To estimate the probability that the shop is empty, we can use the concept of the M/M/2/3 queueing system. In this system, "M" represents the Poisson arrival process, "M" represents the exponential service time distribution, "2" represents the number of servers (barbers), and "3" represents the number of chairs available for customers.

First, let's calculate the arrival rate of customers. Given that the customers arrive in a Poisson fashion at a rate of 5 per hour, the arrival rate (λ) is 5 customers per hour.

Next, let's calculate the service rate of each barber. The service rate (μ) is the reciprocal of the mean service time, which is 1/15 customers per minute.

Since we have two barbers, the total service rate (μt) is 2/15 customers per minute.

Now, let's calculate the traffic intensity (ρ), which is the ratio of the arrival rate to the total service rate. In this case, ρ = λ / μt.

ρ = 5 / (2/15) = 37.5

The traffic intensity is 37.5.

Using the formulas for the M/M/2/3 queueing system, we can calculate the probability that the shop is empty (P0).

P0 = 1 / (1 + (2ρ/3) + (2ρ^2/9) + (2ρ^3/27))
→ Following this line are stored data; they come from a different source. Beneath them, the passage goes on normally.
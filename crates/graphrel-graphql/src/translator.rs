//! Translation of GraphQL query operations into primary-language trees.
//!
//! Every top-level field of a query operation becomes a SELECT over the
//! concept of the same name, shaped by the field's selection set and
//! filtered by its arguments. Multiple top-level fields are combined with
//! UNION, left to right.

use graphrel_compiler::Schema;
use graphrel_compiler::ast::{
    self as ql, BinOperator, ClassRef, Literal, Path, PathStep, Ptr, SelectQuery, ShapeElement,
    Statement,
};
use indexmap::IndexMap;
use serde_json::Value as Json;

use crate::ast::{
    Argument, Directive, Document, Field, FragmentDefinition, OperationDefinition, OperationType,
    Selection, Value,
};
use crate::error::{Error, Result};
use crate::parser::parse;

/// Variable bindings, by name without the leading `$`.
pub type Variables = IndexMap<String, Json>;

/// Argument name suffixes selecting a comparison operator.
const OPERATOR_SUFFIXES: [(&str, BinOperator); 4] = [
    ("__eq", BinOperator::Eq),
    ("__ne", BinOperator::Ne),
    ("__in", BinOperator::In),
    ("__ni", BinOperator::NotIn),
];

/// Directives naming the module top-level selections are resolved in.
const MODULE_DIRECTIVES: [&str; 2] = ["edgedb", "module"];

pub struct Translator<'s> {
    schema: &'s dyn Schema,
}

impl<'s> Translator<'s> {
    pub fn new(schema: &'s dyn Schema) -> Self {
        Self { schema }
    }

    /// Schema the translated queries target.
    pub fn schema(&self) -> &'s dyn Schema {
        self.schema
    }

    /// Translate the query operation of `document`.
    ///
    /// Returns the statement and the variables whose values changed its
    /// shape, sorted by name. When a document holds several operations, each
    /// is translated and the last one wins.
    pub fn translate(
        &self,
        document: &Document,
        variables: &Variables,
    ) -> Result<(Statement, Vec<(String, Json)>)> {
        let mut state = TranslationState::new(document, variables);

        let mut statement = None;
        for operation in document.operations() {
            statement = Some(state.operation(operation)?);
        }
        let statement = statement.ok_or(Error::MissingOperation)?;

        let mut critical_variables: Vec<(String, Json)> = state
            .variables
            .into_iter()
            .filter(|(_, binding)| binding.critical)
            .map(|(name, binding)| (name, binding.value))
            .collect();
        critical_variables.sort_by(|(a, _), (b, _)| a.cmp(b));
        tracing::debug!(critical = critical_variables.len(), "translated document");

        Ok((statement, critical_variables))
    }
}

/// Parse, translate and render `source` as primary-language query text.
///
/// Critical variables are listed in a leading comment line.
pub fn translate_to_source(
    schema: &dyn Schema,
    source: &str,
    variables: &Variables,
) -> Result<String> {
    let document = parse(source)?;
    let (statement, critical_variables) = Translator::new(schema).translate(&document, variables)?;
    let code = ql::generate_source(&statement);
    if critical_variables.is_empty() {
        return Ok(code);
    }

    let critical: Vec<String> = critical_variables
        .iter()
        .map(|(name, value)| format!("{name}={value}"))
        .collect();
    Ok(format!("# critical variables: {}\n{code}", critical.join(", ")))
}

struct Binding {
    value: Json,
    critical: bool,
}

/// Per-call tables: fragments by name and variable criticality.
struct TranslationState<'d> {
    fragments: IndexMap<&'d str, &'d FragmentDefinition>,
    variables: IndexMap<String, Binding>,
}

impl<'d> TranslationState<'d> {
    fn new(document: &'d Document, variables: &Variables) -> Self {
        let fragments = document
            .fragments()
            .map(|fragment| (fragment.name.as_str(), fragment))
            .collect();
        let variables = variables
            .iter()
            .map(|(name, value)| {
                let binding = Binding {
                    value: value.clone(),
                    critical: false,
                };
                (name.clone(), binding)
            })
            .collect();
        Self {
            fragments,
            variables,
        }
    }

    fn operation(&mut self, operation: &'d OperationDefinition) -> Result<Statement> {
        match operation.operation {
            None | Some(OperationType::Query) => {}
            Some(other) => return Err(Error::UnsupportedOperation(other.to_string())),
        }

        // unbound variables fall back to their declared defaults
        for definition in &operation.variables {
            if let Some(default) = definition.default.as_ref().and_then(Value::to_json) {
                self.variables
                    .entry(definition.name.clone())
                    .or_insert(Binding {
                        value: default,
                        critical: false,
                    });
            }
        }

        let module = module_name(&operation.directives)?;

        let mut fields = Vec::new();
        self.collect_fields(&operation.selection_set.selections, &mut fields)?;

        let mut query: Option<Statement> = None;
        for field in fields {
            let select = self.top_level_select(field, module.as_deref())?;
            tracing::debug!(concept = %field.name, "translated selection");
            query = Some(match query {
                None => select.into(),
                Some(left) => Statement::union(left, select.into()),
            });
        }
        // a selection set is never empty, but directives may exclude everything
        query.ok_or(Error::MissingOperation)
    }

    /// Top-level fields, with fragments expanded and excluded ones dropped.
    fn collect_fields(
        &mut self,
        selections: &'d [Selection],
        fields: &mut Vec<&'d Field>,
    ) -> Result<()> {
        for selection in selections {
            if !self.should_include(selection.directives())? {
                continue;
            }
            match selection {
                Selection::Field(field) => fields.push(field),
                Selection::InlineFragment(fragment) => {
                    self.collect_fields(&fragment.selection_set.selections, fields)?;
                }
                Selection::FragmentSpread(spread) => {
                    let fragment = self.fragment(&spread.name)?;
                    self.collect_fields(&fragment.selection_set.selections, fields)?;
                }
            }
        }
        Ok(())
    }

    fn fragment(&self, name: &str) -> Result<&'d FragmentDefinition> {
        self.fragments
            .get(name)
            .copied()
            .ok_or_else(|| Error::UnknownFragment(name.to_owned()))
    }

    fn top_level_select(&mut self, field: &'d Field, module: Option<&str>) -> Result<SelectQuery> {
        let base = [field.name.as_str()];
        let shape = match &field.selection_set {
            Some(selection_set) => self.shape(&base, &selection_set.selections)?,
            None => Vec::new(),
        };

        let mut select = SelectQuery::new(Path::class(&field.name).shape(shape));
        select.module = module.map(str::to_owned);
        select.filter = filter(&base, &field.arguments)?;
        Ok(select)
    }

    fn shape(&mut self, base: &[&'d str], selections: &'d [Selection]) -> Result<Vec<ShapeElement>> {
        let mut shape = Vec::new();
        for selection in selections {
            if !self.should_include(selection.directives())? {
                continue;
            }
            match selection {
                Selection::Field(field) => shape.push(self.shape_element(base, field)?),
                Selection::InlineFragment(fragment) => {
                    shape.extend(self.shape(base, &fragment.selection_set.selections)?);
                }
                Selection::FragmentSpread(spread) => {
                    let fragment = self.fragment(&spread.name)?;
                    shape.extend(self.shape(base, &fragment.selection_set.selections)?);
                }
            }
        }
        Ok(shape)
    }

    fn shape_element(&mut self, base: &[&'d str], field: &'d Field) -> Result<ShapeElement> {
        let mut path = base.to_vec();
        path.push(field.name.as_str());

        let mut element = ShapeElement::new(Ptr::link(&field.name));
        element.filter = filter(&path, &field.arguments)?;
        if let Some(selection_set) = &field.selection_set {
            element.shape = self.shape(&path, &selection_set.selections)?;
        }
        Ok(element)
    }

    /// Evaluate `@include` and `@skip`, marking the variables they read as
    /// critical.
    fn should_include(&mut self, directives: &[Directive]) -> Result<bool> {
        for directive in directives {
            let excluding = match directive.name.as_str() {
                "include" => false,
                "skip" => true,
                _ => continue,
            };
            let condition = match condition(directive)? {
                Value::Variable(name) => {
                    let binding = self
                        .variables
                        .get_mut(name)
                        .ok_or_else(|| Error::UnknownVariable(name.clone()))?;
                    binding.critical = true;
                    binding.value.as_bool()
                }
                Value::Boolean(value) => Some(*value),
                _ => None,
            };
            if condition == Some(excluding) {
                return Ok(false);
            }
        }
        Ok(true)
    }
}

fn condition(directive: &Directive) -> Result<&Value> {
    directive
        .argument("if")
        .ok_or_else(|| Error::MissingDirectiveArgument {
            directive: directive.name.clone(),
            argument: "if".to_owned(),
        })
}

fn module_name(directives: &[Directive]) -> Result<Option<String>> {
    let mut module = None;
    for directive in directives {
        if !MODULE_DIRECTIVES.contains(&directive.name.as_str()) {
            continue;
        }
        match directive.argument("module") {
            Some(Value::String(name) | Value::Enum(name)) => module = Some(name.clone()),
            _ => {
                return Err(Error::MissingDirectiveArgument {
                    directive: directive.name.clone(),
                    argument: "module".to_owned(),
                });
            }
        }
    }
    Ok(module)
}

/// The AND of one comparison per argument, each rooted at `base`.
fn filter(base: &[&str], arguments: &[Argument]) -> Result<Option<ql::Expr>> {
    let mut comparisons = arguments.iter().map(|argument| comparison(base, argument));
    let Some(first) = comparisons.next() else {
        return Ok(None);
    };
    let mut filter = first?;
    for comparison in comparisons {
        filter = ql::Expr::binop(filter, BinOperator::And, comparison?);
    }
    Ok(Some(filter))
}

fn comparison(base: &[&str], argument: &Argument) -> Result<ql::Expr> {
    let (field, op) = split_operator(&argument.name);

    let mut steps: Vec<PathStep> = Vec::with_capacity(base.len() + 1);
    let (root, links) = base
        .split_first()
        .map_or(("", &[][..]), |(root, links)| (*root, links));
    steps.push(ClassRef::new(root).into());
    steps.extend(links.iter().map(|link| PathStep::from(Ptr::link(*link))));
    steps.extend(field.split("__").map(|part| PathStep::from(Ptr::link(part))));

    Ok(ql::Expr::binop(Path::new(steps), op, literal(&argument.value)?))
}

/// `age__ne` is `age` compared with `!=`. A bare suffix is a plain name.
fn split_operator(name: &str) -> (&str, BinOperator) {
    OPERATOR_SUFFIXES
        .iter()
        .find_map(|&(suffix, op)| {
            name.strip_suffix(suffix)
                .filter(|field| !field.is_empty())
                .map(|field| (field, op))
        })
        .unwrap_or((name, BinOperator::Eq))
}

fn literal(value: &Value) -> Result<ql::Expr> {
    Ok(match value {
        Value::List(items) => {
            ql::Expr::Sequence(items.iter().map(literal).collect::<Result<Vec<_>>>()?)
        }
        Value::Object(_) => return Err(Error::UnsupportedLiteral("object")),
        Value::Variable(name) => ql::Expr::parameter(name),
        Value::Int(value) => Literal::Int(*value).into(),
        Value::Float(value) => Literal::Float(*value).into(),
        Value::String(value) | Value::Enum(value) => Literal::String(value.clone()).into(),
        Value::Boolean(value) => Literal::Bool(*value).into(),
        Value::Null => Literal::Null.into(),
    })
}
P0 = 1 / (1 + (237.5/3) + (237.5^2/9) + (2*37.5^3/27))

P0 = 1 / (1 + 25 + 312.5 + 1562.5)

P0 = 1 / 1901

P0 ≈ 0.000526

Therefore, the estimated probability that the shop is empty is approximately 0.000526, or 0.0526%.
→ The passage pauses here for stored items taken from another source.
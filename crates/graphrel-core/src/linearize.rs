//! Dependency-ordered linearization of named item graphs.
//!
//! Items reference each other by name through two edge kinds:
//! - `deps`: ordering only
//! - `merge`: ordering plus value composition (see [`normalize`])
//!
//! [`sort`] and [`sort_records`] emit every item after all the items it
//! references. Traversal order follows the insertion order of the graph and of
//! each item's own reference lists, so the output is deterministic.

use indexmap::{IndexMap, IndexSet};
use serde::Deserialize;

use crate::invariants::ensure_merged;

/// Named item records, in insertion order.
pub type Graph<T> = IndexMap<String, GraphItem<T>>;

/// A single graph record: a payload plus its outgoing references.
#[derive(Clone, Debug, PartialEq, Eq, Deserialize)]
pub struct GraphItem<T> {
    pub item: T,
    #[serde(default)]
    pub deps: Vec<String>,
    #[serde(default)]
    pub merge: Vec<String>,
}

impl<T> GraphItem<T> {
    pub fn new(item: T) -> Self {
        Self {
            item,
            deps: Vec::new(),
            merge: Vec::new(),
        }
    }

    /// Set the ordering-only references.
    pub fn deps<I, S>(mut self, deps: I) -> Self
    where
        I: IntoIterator<Item = S>,
        S: Into<String>,
    {
        self.deps = deps.into_iter().map(Into::into).collect();
        self
    }

    /// Set the references whose payloads get folded into this one.
    pub fn merge<I, S>(mut self, merge: I) -> Self
    where
        I: IntoIterator<Item = S>,
        S: Into<String>,
    {
        self.merge = merge.into_iter().map(Into::into).collect();
        self
    }
}

/// Errors raised while linearizing a graph.
#[derive(Clone, Debug, PartialEq, Eq, thiserror::Error)]
pub enum LinearizeError {
    #[error("reference to an undefined item {reference} in {item}")]
    UnresolvedReference { item: String, reference: String },

    #[error("detected cycle on vertex {vertex:?}")]
    Cycle { vertex: String },
}

/// Options for [`sort`] and [`sort_records`].
#[derive(Clone, Copy, Debug, Default, PartialEq, Eq)]
pub struct SortOptions {
    pub(crate) root_only: bool,
}

impl SortOptions {
    pub fn new() -> Self {
        Self::default()
    }

    /// Seed the traversal only with items no other item references.
    ///
    /// Items reachable from a root are still emitted.
    pub fn root_only(mut self, value: bool) -> Self {
        self.root_only = value;
        self
    }
}

/// Sort the graph, returning `(name, record)` pairs.
pub fn sort_records<T>(
    graph: &Graph<T>,
    options: SortOptions,
) -> Result<Vec<(&str, &GraphItem<T>)>, LinearizeError> {
    let order = linearize(graph, options)?;
    Ok(order
        .into_iter()
        .filter_map(|index| graph.get_index(index))
        .map(|(name, record)| (name.as_str(), record))
        .collect())
}

/// Sort the graph, returning the item payloads.
pub fn sort<T>(graph: &Graph<T>, options: SortOptions) -> Result<Vec<&T>, LinearizeError> {
    Ok(sort_records(graph, options)?
        .into_iter()
        .map(|(_, record)| &record.item)
        .collect())
}

/// Sort the graph and fold every item's `merge` targets into it.
///
/// `merger(item, base)` is called once per merge target, in declared order,
/// with `base` being the target's already merged payload. Returns the merged
/// payloads in topological order.
pub fn normalize<T, F>(graph: Graph<T>, mut merger: F) -> Result<Vec<T>, LinearizeError>
where
    F: FnMut(&mut T, &T),
{
    let order = linearize(&graph, SortOptions::default())?;

    let mut records: Vec<Option<(String, GraphItem<T>)>> = graph.into_iter().map(Some).collect();
    let mut merged: IndexMap<String, T> = IndexMap::with_capacity(records.len());

    for index in order {
        let Some((name, record)) = records[index].take() else {
            continue;
        };
        let GraphItem {
            mut item, merge, ..
        } = record;

        for target in &merge {
            merger(&mut item, ensure_merged(&merged, target));
        }

        merged.entry(name).or_insert(item);
    }

    Ok(merged.into_values().collect())
}

#[derive(Clone, Copy, PartialEq, Eq)]
enum Color {
    Unvisited,
    InProgress,
    Done,
}

/// Forward adjacency (by index) plus whether each item is referenced at all.
struct Adjacency {
    edges: Vec<IndexSet<usize>>,
    referenced: Vec<bool>,
}

impl Adjacency {
    fn build<T>(graph: &Graph<T>) -> Result<Self, LinearizeError> {
        let mut edges = Vec::with_capacity(graph.len());
        let mut referenced = vec![false; graph.len()];

        for (name, record) in graph {
            let mut targets = IndexSet::new();
            for reference in record.merge.iter().chain(&record.deps) {
                let Some(index) = graph.get_index_of(reference.as_str()) else {
                    return Err(LinearizeError::UnresolvedReference {
                        item: name.clone(),
                        reference: reference.clone(),
                    });
                };
                targets.insert(index);
                referenced[index] = true;
            }
            edges.push(targets);
        }

        Ok(Self { edges, referenced })
    }
}

/// Post-order depth-first traversal with an explicit stack.
fn linearize<T>(graph: &Graph<T>, options: SortOptions) -> Result<Vec<usize>, LinearizeError> {
    let adjacency = Adjacency::build(graph)?;
    let edges = &adjacency.edges;

    let seeds: Vec<usize> = (0..graph.len())
        .filter(|&index| !options.root_only || !adjacency.referenced[index])
        .collect();

    let mut colors = vec![Color::Unvisited; graph.len()];
    let mut order = Vec::with_capacity(graph.len());
    // (vertex, index of the next adjacent vertex to visit)
    let mut stack: Vec<(usize, usize)> = Vec::new();

    for seed in seeds {
        if colors[seed] == Color::Done {
            continue;
        }
        colors[seed] = Color::InProgress;
        stack.push((seed, 0));

        while let Some(frame) = stack.last_mut() {
            let (vertex, next) = *frame;

            if let Some(&child) = edges[vertex].get_index(next) {
                frame.1 += 1;
                match colors[child] {
                    Color::InProgress => {
                        return Err(LinearizeError::Cycle {
                            vertex: vertex_name(graph, child),
                        });
                    }
                    Color::Done => {}
                    Color::Unvisited => {
                        colors[child] = Color::InProgress;
                        stack.push((child, 0));
                    }
                }
                continue;
            }

            stack.pop();
            colors[vertex] = Color::Done;
            tracing::trace!(vertex = %vertex_name(graph, vertex), "linearized");
            order.push(vertex);
        }
    }

    Ok(order)
}

fn vertex_name<T>(graph: &Graph<T>, index: usize) -> String {
    graph
        .get_index(index)
        .map(|(name, _)| name.clone())
        .unwrap_or_default()
}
To estimate the probability that the shop is empty, we can use the concept of the M/M/2/3 queueing system. In this system, "M" represents the Poisson arrival process, "M" represents the exponential service time distribution, "2" represents the number of servers (barbers), and "3" represents the number of chairs available for customers.
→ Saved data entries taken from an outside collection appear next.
//! Set-based intermediate representation.
//!
//! Every compiled expression denotes a [`Set`]. Sets live in a [`SetArena`]
//! owned by the compilation context and refer to each other through
//! [`SetId`] handles (pointer back-references, view provenance, shapes and
//! expression operands), so no set owns another.

mod dump;
mod path_id;
mod utils;


use std::ops::{Index, IndexMut};

use indexmap::IndexMap;

pub use dump::SetPrinter;
pub use path_id::{PathId, PathRoot, PathStep};
pub use utils::{is_strictly_view_set, is_view_set, subquery_shape};

use crate::ast::{BinOperator, Literal};
use crate::schema::{Direction, PointerClass, QualName, TupleType, Type};

/// Handle to a [`Set`] in a [`SetArena`].
#[derive(Clone, Copy, Debug, PartialEq, Eq, Hash, PartialOrd, Ord)]
pub struct SetId(u32);

impl SetId {
    #[inline]
    pub fn from_raw(index: u32) -> Self {
        Self(index)
    }

    #[inline]
    pub fn as_u32(self) -> u32 {
        self.0
    }

    #[inline]
    pub fn index(self) -> usize {
        self.0 as usize
    }
}

#[derive(Clone, Debug, Default)]
pub struct SetArena {
    sets: Vec<Set>,
}

impl SetArena {
    pub fn new() -> Self {
        Self::default()
    }

    pub fn alloc(&mut self, set: Set) -> SetId {
        let id = SetId::from_raw(self.sets.len() as u32);
        self.sets.push(set);
        id
    }

    pub fn get(&self, id: SetId) -> Option<&Set> {
        self.sets.get(id.index())
    }

    pub fn get_mut(&mut self, id: SetId) -> Option<&mut Set> {
        self.sets.get_mut(id.index())
    }

    pub fn len(&self) -> usize {
        self.sets.len()
    }

    pub fn is_empty(&self) -> bool {
        self.sets.is_empty()
    }

    pub fn iter(&self) -> impl Iterator<Item = (SetId, &Set)> {
        self.sets
            .iter()
            .enumerate()
            .map(|(index, set)| (SetId::from_raw(index as u32), set))
    }
}

impl Index<SetId> for SetArena {
    type Output = Set;

    fn index(&self, id: SetId) -> &Set {
        self.ensure_set(id)
    }
}

impl IndexMut<SetId> for SetArena {
    fn index_mut(&mut self, id: SetId) -> &mut Set {
        self.ensure_set_mut(id)
    }
}

/// A set of values identified by the path that produces it.
#[derive(Clone, Debug, PartialEq)]
pub struct Set {
    pub path_id: PathId,
    /// Static type of the set's elements.
    pub scls: Type,
    /// Computing expression, `None` for plain path sets.
    pub expr: Option<Expr>,
    /// The pointer traversed to reach this set.
    pub rptr: Option<Pointer>,
    pub shape: Vec<SetId>,
    /// The shape element this set was derived from, if any.
    pub view_source: Option<SetId>,
    pub alias: Option<String>,
}

impl Set {
    pub fn new(path_id: PathId, scls: Type) -> Self {
        Self {
            path_id,
            scls,
            expr: None,
            rptr: None,
            shape: Vec::new(),
            view_source: None,
            alias: None,
        }
    }
}

/// A traversal edge between two sets.
#[derive(Clone, Debug, PartialEq)]
pub struct Pointer {
    pub source: SetId,
    pub target: SetId,
    pub ptrcls: PointerClass,
    pub direction: Direction,
}

#[derive(Clone, Copy, Debug, PartialEq, Eq, Hash)]
pub enum SetOperator {
    Union,
}

#[derive(Clone, Debug, PartialEq)]
pub enum Expr {
    /// Narrow `expr` to objects of type `ty`.
    TypeFilter {
        expr: SetId,
        path_id: PathId,
        ty: QualName,
    },
    /// Element `name` of the tuple set `expr`.
    TupleIndirection {
        expr: SetId,
        name: String,
        path_id: PathId,
    },
    Constant(Literal),
    Parameter(String),
    Sequence(Vec<SetId>),
    Tuple(Vec<(String, SetId)>),
    BinOp {
        left: SetId,
        op: BinOperator,
        right: SetId,
    },
    SetOp {
        left: SetId,
        op: SetOperator,
        right: SetId,
    },
    Stmt(Box<Stmt>),
}

impl Expr {
    /// Path id the expression dictates for its set, if any.
    pub fn path_id(&self) -> Option<&PathId> {
        match self {
            Self::TypeFilter { path_id, .. } | Self::TupleIndirection { path_id, .. } => {
                Some(path_id)
            }
            _ => None,
        }
    }

    pub fn infer_type(&self, arena: &SetArena) -> Type {
        match self {
            Self::TypeFilter { ty, .. } => Type::Class(ty.clone()),
            Self::TupleIndirection { path_id, .. } => {
                path_id.target().cloned().unwrap_or(Type::Any)
            }
            Self::Constant(literal) => literal_type(literal),
            Self::Parameter(_) => Type::Any,
            Self::Sequence(items) => items
                .first()
                .map_or(Type::Any, |&item| arena[item].scls.clone()),
            Self::Tuple(elements) => Type::Tuple(TupleType::new(
                elements
                    .iter()
                    .map(|(name, id)| (name.clone(), arena[*id].scls.clone()))
                    .collect(),
            )),
            Self::BinOp { .. } => Type::std("bool"),
            Self::SetOp { left, .. } => arena[*left].scls.clone(),
            Self::Stmt(stmt) => arena[stmt.result()].scls.clone(),
        }
    }
}

fn literal_type(literal: &Literal) -> Type {
    match literal {
        Literal::Null => Type::Any,
        Literal::Bool(_) => Type::std("bool"),
        Literal::Int(_) => Type::std("int64"),
        Literal::Float(_) => Type::std("float64"),
        Literal::String(_) => Type::std("str"),
    }
}

#[derive(Clone, Debug, PartialEq)]
pub enum Stmt {
    Select(SelectStmt),
}

impl Stmt {
    pub fn result(&self) -> SetId {
        match self {
            Self::Select(select) => select.result,
        }
    }

    pub fn as_select(&self) -> Option<&SelectStmt> {
        match self {
            Self::Select(select) => Some(select),
        }
    }
}

#[derive(Clone, Debug, PartialEq)]
pub struct SelectStmt {
    pub result: SetId,
    pub filter: Option<SetId>,
    /// Every path visible when the statement was compiled.
    pub path_scope: PathScope,
    /// Sets for the paths first referenced inside this statement.
    pub specific_path_scope: Vec<SetId>,
}

/// Occurrence counts of path ids, in first-seen order.
#[derive(Clone, Debug, Default, PartialEq, Eq)]
pub struct PathScope {
    counts: IndexMap<PathId, u32>,
}

impl PathScope {
    pub fn new() -> Self {
        Self::default()
    }

    pub fn register(&mut self, path_id: PathId) {
        *self.counts.entry(path_id).or_insert(0) += 1;
    }

    pub fn count(&self, path_id: &PathId) -> u32 {
        self.counts.get(path_id).copied().unwrap_or(0)
    }

    pub fn contains(&self, path_id: &PathId) -> bool {
        self.counts.contains_key(path_id)
    }

    pub fn len(&self) -> usize {
        self.counts.len()
    }

    pub fn is_empty(&self) -> bool {
        self.counts.is_empty()
    }

    pub fn iter(&self) -> impl Iterator<Item = (&PathId, u32)> {
        self.counts.iter().map(|(path_id, &count)| (path_id, count))
    }
}

/// Result of compiling an expression: either a set or a bare expression
/// that has not been wrapped into one yet.
#[derive(Clone, Debug, PartialEq)]
pub enum Node {
    Set(SetId),
    Expr(Expr),
}

impl From<SetId> for Node {
    fn from(id: SetId) -> Self {
        Self::Set(id)
    }
}

impl From<Expr> for Node {
    fn from(expr: Expr) -> Self {
        Self::Expr(expr)
    }
}

impl From<Stmt> for Node {
    fn from(stmt: Stmt) -> Self {
        Self::Expr(Expr::Stmt(Box::new(stmt)))
    }
}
First, let's calculate the arrival rate of customers. Given that the customers arrive in a Poisson fashion at a rate of 5 per hour, the arrival rate (λ) is 5 customers per hour.

Next, let's calculate the service rate of each barber. The service rate (μ) is the reciprocal of the mean service time, which is 1/15 customers per minute.

Since we have two barbers, the total service rate (μt) is 2/15 customers per minute.

Now, let's calculate the traffic intensity (ρ), which is the ratio of the arrival rate to the total service rate. In this case, ρ = λ / μt.

ρ = 5 / (2/15) = 37.5

The traffic intensity is 37.5.

Using the formulas for the M/M/2/3 queueing system, we can calculate the probability that the shop is empty (P0).

P0 = 1 / (1 + (2ρ/3) + (2ρ^2/9) + (2ρ^3/27))

P0 = 1 / (1 + (237.5/3) + (237.5^2/9) + (2*37.5^3/27))

P0 = 1 / (1 + 25 + 312.5 + 1562.5)

P0 = 1 / 1901

P0 ≈ 0.000526

Therefore, the estimated probability that the shop is empty is approximately 0.000526, or 0.0526%.